Re: Proofreading fonts

From: Gregg Reynolds (
Date: Mon Jul 11 2005 - 20:01:22 CDT

  • Next message: Gregg Reynolds: "[Fwd: Re: Proofreading fonts]"

    Asmus Freytag wrote:
    > At 03:26 PM 7/11/2005, Peter Kirk wrote:
    >> In fact I think Gregg started this thread with a bad example. The two
    >> encodings for a with circumflex are canonically equivalent and so
    >> different encodings of the same data. The cases Gregg really needs to
    >> deal with are when the alternatives are not canonically equivalent but
    >> semantically distinct.

    It was a great example! I just didn't make myself clear. ;) I meant
    it as a graphic design problem, not as a practical problem to be solved.
    > I'm still waiting for an actual (or correctly contrived) example.
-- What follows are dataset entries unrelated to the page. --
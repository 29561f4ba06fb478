//! Finite sets of hashable values with the usual set algebra.
//!
//! ```
//! use sets::set;
//!
//! let a = set![1, 2, 3];
//! let b = set![3, 4, 5];
//! assert_eq!(a.union(&b), set![1, 2, 3, 4, 5]);
//! assert_eq!(a.intersect(&b), set![3]);
//! assert_eq!(a.difference(&b), set![1, 2]);
//! ```

mod error;
mod ops;
pub mod params;
mod set;

pub use error::{SetError, SetOp};
pub use set::Set;

/// Builds a [`Set`] from a list of values, duplicates being collapsed.
/// With no argument, builds an empty set.
#[macro_export]
macro_rules! set {
    () => {
        $crate::Set::new()
    };
    ($($value:expr),+ $(,)?) => {
        $crate::Set::from_values([$($value),+])
    };
}
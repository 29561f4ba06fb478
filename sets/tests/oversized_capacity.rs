//! A default capacity that cannot be allocated must not prevent building sets.

use sets::params::DEFAULT_CAPACITY;
use sets::{set, Set};

#[test]
fn oversized_default_capacity_is_ignored() {
    let _ = DEFAULT_CAPACITY.set(usize::MAX);
    assert_eq!(DEFAULT_CAPACITY.get(), usize::MAX);

    let mut empty: Set<u8> = Set::new();
    assert!(empty.is_empty());
    assert!(empty.add_if_not_exist(1));
    assert_eq!(empty.len(), 1);

    let default: Set<u8> = Set::default();
    assert!(default.is_empty());
    let from_macro: Set<u8> = set![];
    assert!(from_macro.is_empty());

    assert_eq!(Set::from_values([1u8, 2, 2]).len(), 2);
    let collected: Set<u8> = (0..10).collect();
    assert_eq!(collected.len(), 10);
    assert_eq!(set![1u8, 2].union(&set![3]), set![1, 2, 3]);
}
    Ok, you asked for it. Here's an example taken from my own little
    speculative semantic encoding design for Arabic. Soon to be inflicted
    on an innocent world.

    The letterform waw U+0648 has at least four distinct functions in
    written Arabic.

    1. waw-rad. latin1 translit: W; phono: consonant /w/; semantics:
    radical; e.g. Wjd وجد /wajada/; shows up in the dictionary under the
    letter waw.

    2. waw-nonrad. latin-1 translit: w; phono: consonant /w/; semantics:
    non-radical; e.g. bwâdr بوادر /bawâdir/; shows up under b-d-r, the waw
    is ignored for (first-level) lexical lookup.

    3. sister of damma. latin-1 translit: û; phono: short vowel /u/;
    semantics: non-lexical (it can change meanings within a lexical
    category, though, e.g. from active to passive voice, etc); e.g. mktûb,
    مكتوب /maktoob/; like damma, does not affect lexical ordering (except
    within subentries under the root k-t-b); mnemonic: called sister of
    damma because it always comes after damma (which may not be written
    explicitly) and denotes a lengthening of the vowel /u/.
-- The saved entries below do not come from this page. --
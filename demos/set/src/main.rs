use anyhow::Result;
use clap::Parser;
use sets::{set, Set};
use std::time::Instant;

/// Builds a few sets and prints them along with the results of the set algebra.
#[derive(Parser, Debug)]
#[clap(about = "Demonstration of finite sets")]
struct Opt {
    /// Logging level to use: one of "error", "warn", "info", "debug", "trace"
    #[clap(short, long, default_value = "info")]
    log_level: tracing::Level,

    /// Size of the range `0..count` used for the membership demonstration
    #[clap(short = 'n', long, default_value = "10")]
    count: u64,
}

/// A value outside of the range `0..count`.
fn absent_value(count: u64) -> u64 {
    count.saturating_add(3)
}

fn main() -> Result<()> {
    // Terminate the process if a thread panics.
    let orig_hook = std::panic::take_hook();
    std::panic::set_hook(Box::new(move |panic_info| {
        orig_hook(panic_info);
        std::process::exit(1);
    }));

    let opt = Opt::parse();

    let subscriber = tracing_subscriber::fmt()
        .with_timer(tracing_subscriber::fmt::time::Uptime::from(Instant::now()))
        .with_thread_ids(true)
        .with_max_level(opt.log_level)
        .finish();
    tracing::subscriber::set_global_default(subscriber)?;

    let mut s = Set::new();
    s.add([1, 2, 3, 4, 4]);
    println!("{}", s);
    println!("{}", s.len());
    s.clear();
    println!("{}", s);
    println!("{}", s.len());

    let a = set![1, 2];
    let b = set![2, 3];
    println!("{} {}", a, b);
    let c = a.try_union(Some(&b))?;
    println!("{} {}", a, b);
    println!("{}", c);
    let d = a.try_intersect(Some(&b))?;
    println!("{} {}", a, b);
    println!("{}", d);
    let e = a.try_difference(Some(&b))?;
    println!("{} {}", a, b);
    println!("{}", e);

    let n = opt.count;
    let mut range = Set::from_values(0..n);
    tracing::info!("built the range 0..{} with {} elements", n, range.len());
    println!("has({}): {}", 2, range.has(&2));
    let absent = absent_value(n);
    println!("has({}): {}", absent, range.has(&absent));
    println!("add_if_not_exist({}): {}", absent, range.add_if_not_exist(absent));
    println!("add_if_not_exist({}): {}", absent, range.add_if_not_exist(absent));
    println!("size: {}", range.len());

    Ok(())
}

#[cfg(test)]
mod tests {
    use super::*;

    #[test]
    fn test_absent_value() {
        assert_eq!(absent_value(10), 13);
        assert_eq!(absent_value(0), 3);
        // does not overflow for the largest counts
        assert_eq!(absent_value(u64::MAX - 1), u64::MAX);
        assert_eq!(absent_value(u64::MAX), u64::MAX);
    }
}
    4. lazy waw. latin-1: o; phono: null; semantics: null; e.g. bo's
    بؤس/bu's/ where ' is hamza; purely graphotactic; mnemonic: too lazy to
    bear the burden of phonological or lexical meaning; too lazy to grow the
    tail that would make it look like a real waw.
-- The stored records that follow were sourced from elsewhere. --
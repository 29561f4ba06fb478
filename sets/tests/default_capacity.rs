//! The capacity parameter is resolved once per process: it is forced before any set is created.

use sets::params::DEFAULT_CAPACITY;
use sets::{set, Set};

#[test]
fn new_sets_reserve_default_capacity() {
    // all tests of this file agree on the forced value, whichever runs first
    let _ = DEFAULT_CAPACITY.set(64);
    assert_eq!(DEFAULT_CAPACITY.get(), 64);

    assert!(Set::<u32>::new().capacity() >= 64);
    assert!(Set::<u32>::default().capacity() >= 64);
    let empty: Set<u32> = set![];
    assert!(empty.capacity() >= 64);
}

#[test]
fn sets_built_from_values_ignore_default_capacity() {
    let _ = DEFAULT_CAPACITY.set(64);

    let set = Set::from_values([1u32]);
    assert_eq!(set.len(), 1);
    assert!(set.capacity() < 64);
}
//! SOAP options — validated hyperparameter container.
//!
//! Purpose
//! -------
//! Collect the optimizer's hyperparameters in one validated struct so the
//! core step machinery can assume well-formed values: finite positive
//! learning rate and epsilon, decay rates inside [0, 1), and a refresh
//! cadence of at least one step.
//!
//! Key behaviors
//! -------------
//! - [`SoapOptions::new`] rejects out-of-range values with typed
//!   [`SoapError`]s instead of panicking at call sites.
//! - [`SoapOptions::default`] provides the documented defaults
//!   (`learning_rate = 3e-3`, `beta1 = beta2 = 0.95`, no shampoo-decay
//!   override, `epsilon = 1e-8`, `refresh_period = 10`).
//! - [`SoapOptions::preconditioner_decay`] resolves the covariance EMA
//!   decay: the explicit override when present, `beta2` otherwise.
//!
//! Conventions
//! -----------
//! - `shampoo_decay` is a tagged option rather than a negative sentinel:
//!   `None` means "reuse `beta2`".
//! - Options are attached per parameter group; distinct groups may carry
//!   distinct options.
//!
//! Testing notes
//! -------------
//! - Unit tests cover the documented defaults, the decay fallback, and one
//!   rejection case per validated field.
use crate::soap::core::validation::{
    validate_beta, validate_epsilon, validate_learning_rate, validate_refresh_period,
    validate_shampoo_decay,
};
use crate::soap::errors::SoapResult;

/// Validated hyperparameters for one parameter group.
///
/// Invariants
/// ----------
/// - `learning_rate > 0` and finite.
/// - `beta1, beta2 ∈ [0, 1)`.
/// - `shampoo_decay`, when present, lies in [0, 1).
/// - `epsilon > 0` and finite.
/// - `refresh_period ≥ 1`.
#[derive(Debug, Clone, PartialEq)]
pub struct SoapOptions {
    /// Base step size before bias correction.
    pub learning_rate: f64,
    /// First-moment (gradient EMA) decay rate.
    pub beta1: f64,
    /// Second-moment (squared projected gradient EMA) decay rate.
    pub beta2: f64,
    /// Covariance EMA decay override; `None` reuses `beta2`.
    pub shampoo_decay: Option<f64>,
    /// Denominator stabilizer added to the second-moment square root.
    pub epsilon: f64,
    /// Steps between eigenbasis refreshes.
    pub refresh_period: usize,
}

impl SoapOptions {
    /// Construct validated options.
    ///
    /// # Errors
    /// One of the `SoapError::Invalid*` configuration variants when a field
    /// is out of range; the error carries the offending value and reason.
    ///
    /// # Examples
    /// ```rust
    /// # use soap_optim::soap::SoapOptions;
    /// let opts = SoapOptions::new(1e-3, 0.9, 0.99, None, 1e-8, 5).unwrap();
    /// assert_eq!(opts.preconditioner_decay(), 0.99);
    ///
    /// assert!(SoapOptions::new(-1.0, 0.9, 0.99, None, 1e-8, 5).is_err());
    /// ```
    pub fn new(
        learning_rate: f64, beta1: f64, beta2: f64, shampoo_decay: Option<f64>, epsilon: f64,
        refresh_period: usize,
    ) -> SoapResult<SoapOptions> {
        let options =
            SoapOptions { learning_rate, beta1, beta2, shampoo_decay, epsilon, refresh_period };
        options.validate()?;
        Ok(options)
    }

    /// Re-run the field validations on an existing value.
    ///
    /// Fields are public, so options built as struct literals (including
    /// `Default` tweaked via update syntax) are re-checked at the point they
    /// are handed to an optimizer.
    ///
    /// # Errors
    /// Same variants as [`SoapOptions::new`].
    pub fn validate(&self) -> SoapResult<()> {
        validate_learning_rate(self.learning_rate)?;
        validate_beta("beta1", self.beta1)?;
        validate_beta("beta2", self.beta2)?;
        validate_shampoo_decay(self.shampoo_decay)?;
        validate_epsilon(self.epsilon)?;
        validate_refresh_period(self.refresh_period)
    }

    /// Covariance EMA decay actually used by the preconditioner: the
    /// explicit override when present, `beta2` otherwise.
    pub fn preconditioner_decay(&self) -> f64 {
        self.shampoo_decay.unwrap_or(self.beta2)
    }
}

impl Default for SoapOptions {
    /// The documented defaults: `lr = 3e-3`, `beta1 = beta2 = 0.95`, no
    /// shampoo-decay override, `epsilon = 1e-8`, `refresh_period = 10`.
    fn default() -> Self {
        SoapOptions {
            learning_rate: 3e-3,
            beta1: 0.95,
            beta2: 0.95,
            shampoo_decay: None,
            epsilon: 1e-8,
            refresh_period: 10,
        }
    }
}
    Ok, so now we have four different encoding elements. BTW, they don't
    have to map to single codepoints. My scheme maps them to latin-1, for
    the transliteration. They could be mapped to PUA points, or to XML
    elements. In any case, they all have the same typographic denotation,
    namely waw U+0648. But you probably would have a hard time writing
    software that could automatically check spelling/encoding. So you need
    a font with four almost but not quite identical waw glyphs. I think.

    For example, lazy waw might use a small subfixed ring or null sign.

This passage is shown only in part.